I also pointed out that the prospectus contained 13 early termination triggers.  Earlier this week, MacroShares Housing Depositor issued a press release indicating that the “less than 50 million dollars per trust” early termination trigger is now going to be activated.

UMM and DMM will continue to trade through Monday, December 28, 2009.  The liquidation value is to be based on the November 24, 2009 release of the S&P/Case-Shiller Composite-10 Home Price Index.  Payment to any remaining shareholders will be made on January 6, 2010.

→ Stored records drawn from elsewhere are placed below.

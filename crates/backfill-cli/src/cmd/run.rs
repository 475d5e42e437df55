use anyhow::Context;
use backfill_core::classifier::classify;
use backfill_core::description;
use backfill_core::tracker::{GhCli, IssueTracker};

/// The repository the pass runs against.
const REPO: &str = "Fused-Gaming/vln";

// ---------------------------------------------------------------------------
// Summary
// ---------------------------------------------------------------------------

#[derive(Debug, Default, Clone, Copy, PartialEq, Eq)]
pub struct Summary {
    pub updated: usize,
    pub skipped: usize,
}

// ---------------------------------------------------------------------------
// Entry point
// ---------------------------------------------------------------------------

pub fn run() -> anyhow::Result<()> {
    let tracker = GhCli::new(REPO)?;
    execute(&tracker)?;
    Ok(())
}

/// One full scan-and-update pass over the tracker's open issues.
///
/// Per-issue skip decisions short-circuit the remaining stages for that
/// issue; a fetch that fails drops the item without counting it. Only the
/// initial listing failure aborts the pass.
pub fn execute(tracker: &dyn IssueTracker) -> anyhow::Result<Summary> {
    println!("🚀 Populating issues with descriptions...");

    let numbers = tracker
        .list_open()
        .context("failed to list open issues")?;

    let mut summary = Summary::default();

    for number in numbers {
        let Some(issue) = tracker.view(number)? else {
            continue;
        };

        if !issue.body.trim().is_empty() {
            println!("⏭️  Issue #{number}: Already has description");
            summary.skipped += 1;
            continue;
        }

        let classification = classify(&issue.title);

        let Some(phase) = classification.phase else {
            println!("⏭️  Issue #{number}: Could not determine phase");
            summary.skipped += 1;
            continue;
        };

        // Phase-overview issues are described by hand, never templated.
        let Some(pillar) = classification.pillar else {
            println!("⏭️  Issue #{number}: Phase overview issue");
            summary.skipped += 1;
            continue;
        };

        let Some(body) = description::render(&issue.title, phase, pillar) else {
            println!("⏭️  Issue #{number}: Could not generate description");
            summary.skipped += 1;
            continue;
        };

        if tracker.edit_body(number, &body)? {
            println!("✅ Issue #{number}: Updated with comprehensive description");
            summary.updated += 1;
        } else {
            println!("❌ Issue #{number}: Failed to update");
        }
    }

    println!(
        "\n✅ Complete! Updated {} issues, skipped {}",
        summary.updated, summary.skipped
    );

    Ok(summary)
}

// ---------------------------------------------------------------------------
// Tests
// ---------------------------------------------------------------------------

#[cfg(test)]
mod tests {
    use super::*;
    use backfill_core::tracker::Issue;
    use backfill_core::{BackfillError, Result};
    use std::cell::RefCell;
    use std::collections::BTreeMap;

    /// In-memory tracker: issues keyed by number, edits recorded in order.
    #[derive(Default)]
    struct FakeTracker {
        issues: BTreeMap<u64, Issue>,
        fail_list: bool,
        unfetchable: Vec<u64>,
        uneditable: Vec<u64>,
        edits: RefCell<Vec<(u64, String)>>,
    }

    impl FakeTracker {
        fn with_issue(mut self, number: u64, title: &str, body: &str) -> Self {
            self.issues.insert(
                number,
                Issue {
                    number,
                    title: title.to_string(),
                    body: body.to_string(),
                },
            );
            self
        }
    }

    impl IssueTracker for FakeTracker {
        fn list_open(&self) -> Result<Vec<u64>> {
            if self.fail_list {
                return Err(BackfillError::ListFailed("boom".into()));
            }
            Ok(self.issues.keys().copied().collect())
        }

        fn view(&self, number: u64) -> Result<Option<Issue>> {
            if self.unfetchable.contains(&number) {
                return Ok(None);
            }
            Ok(self.issues.get(&number).cloned())
        }

        fn edit_body(&self, number: u64, body: &str) -> Result<bool> {
            if self.uneditable.contains(&number) {
                return Ok(false);
            }
            self.edits.borrow_mut().push((number, body.to_string()));
            Ok(true)
        }
    }

    #[test]
    fn updates_blank_pillar_issue() {
        let tracker =
            FakeTracker::default().with_issue(202, "Phase 2 - Pillar 3: Stripe Integration", "");

        let summary = execute(&tracker).unwrap();
        assert_eq!(summary, Summary { updated: 1, skipped: 0 });

        let edits = tracker.edits.borrow();
        assert_eq!(edits.len(), 1);
        let (number, body) = &edits[0];
        assert_eq!(*number, 202);
        assert!(body.contains("Phase 2 - Payment & Automation (v1.3.0)"));
        assert!(body.contains("Dashboard Ready → Stripe Integration → Payments"));
    }

    #[test]
    fn skips_issue_with_existing_body() {
        let tracker = FakeTracker::default().with_issue(
            10,
            "Phase 1 - Pillar 1: Contact Flow",
            "already written up",
        );

        let summary = execute(&tracker).unwrap();
        assert_eq!(summary, Summary { updated: 0, skipped: 1 });
        assert!(tracker.edits.borrow().is_empty());
    }

    #[test]
    fn whitespace_only_body_counts_as_blank() {
        let tracker =
            FakeTracker::default().with_issue(11, "Phase 1 - Pillar 2: Monitoring", "  \n\t");

        let summary = execute(&tracker).unwrap();
        assert_eq!(summary.updated, 1);
    }

    #[test]
    fn skips_phase_overview_issue() {
        let tracker = FakeTracker::default().with_issue(64, "Phase 1: Overview", "");

        let summary = execute(&tracker).unwrap();
        assert_eq!(summary, Summary { updated: 0, skipped: 1 });
        assert!(tracker.edits.borrow().is_empty());
    }

    #[test]
    fn skips_undetermined_title() {
        let tracker = FakeTracker::default().with_issue(5, "Random Task", "");

        let summary = execute(&tracker).unwrap();
        assert_eq!(summary, Summary { updated: 0, skipped: 1 });
        assert!(tracker.edits.borrow().is_empty());
    }

    #[test]
    fn skips_unconfigured_phase() {
        let tracker =
            FakeTracker::default().with_issue(7, "Phase 9 - Pillar 1: Quantum Audits", "");

        let summary = execute(&tracker).unwrap();
        assert_eq!(summary, Summary { updated: 0, skipped: 1 });
        assert!(tracker.edits.borrow().is_empty());
    }

    #[test]
    fn unfetchable_issue_is_dropped_uncounted() {
        let mut tracker =
            FakeTracker::default().with_issue(1, "Phase 1 - Pillar 1: Contact Flow", "");
        tracker = tracker.with_issue(2, "Phase 1 - Pillar 2: Monitoring", "");
        tracker.unfetchable = vec![1];

        let summary = execute(&tracker).unwrap();
        assert_eq!(summary, Summary { updated: 1, skipped: 0 });
        assert_eq!(tracker.edits.borrow()[0].0, 2);
    }

    #[test]
    fn failed_edit_is_not_counted() {
        let mut tracker =
            FakeTracker::default().with_issue(3, "Phase 3 - Pillar 2: Analytics", "");
        tracker.uneditable = vec![3];

        let summary = execute(&tracker).unwrap();
        assert_eq!(summary, Summary { updated: 0, skipped: 0 });
        assert!(tracker.edits.borrow().is_empty());
    }

    #[test]
    fn listing_failure_aborts() {
        let tracker = FakeTracker {
            fail_list: true,
            ..Default::default()
        };

        let err = execute(&tracker).unwrap_err();
        assert!(err.to_string().contains("failed to list open issues"));
    }

    #[test]
    fn processes_full_mixed_batch() {
        let tracker = FakeTracker::default()
            .with_issue(64, "Phase 1: Overview", "")
            .with_issue(70, "Phase 1 - Pillar 1: Contact Flow", "")
            .with_issue(114, "Phase 2: Overview", "hand-written")
            .with_issue(120, "Phase 2 - Pillar 2: Report Viewer", "")
            .with_issue(200, "Chore: bump dependencies", "");

        let summary = execute(&tracker).unwrap();
        // 70 and 120 updated; 64 (overview), 114 (has body), 200 (no phase) skipped
        assert_eq!(summary, Summary { updated: 2, skipped: 3 });

        let edits = tracker.edits.borrow();
        let edited: Vec<u64> = edits.iter().map(|(n, _)| *n).collect();
        assert_eq!(edited, vec![70, 120]);
    }
}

I have no idea what the fair prices should be.  If you can figure it out, then there might be an opportunity to make a profit on the termination because the UMM closed at $21.21 yesterday while DMM closed at $24.90.  Theoretically, the two prices should add up to $50 for the teeter-totter arrangement.  However, not much has worked as planned, so don’t blindly enter into this trade.

There have been three pairs of MacroShares, and all three faced an undesired early termination.  Given the lack of success, I won’t be surprised to see them pull the filings for the MacroShares Medical Inflation pair.

MacroShares have always had their problems, and hopefully you have avoided them:

I for one will not miss MacroShares, although it is getting easier to write their obituaries.  My only regret is that I might have to retire the housing teeter-tooter graphic I created.

Disclosure covering writer, editor, publisher, and affiliates: No positions in any of the securities mentioned. No positions in any of the companies or ETF sponsors mentioned.  No income, revenue, or other compensation (either directly or indirectly) received from, or on behalf of, any of the companies or ETF sponsors mentioned.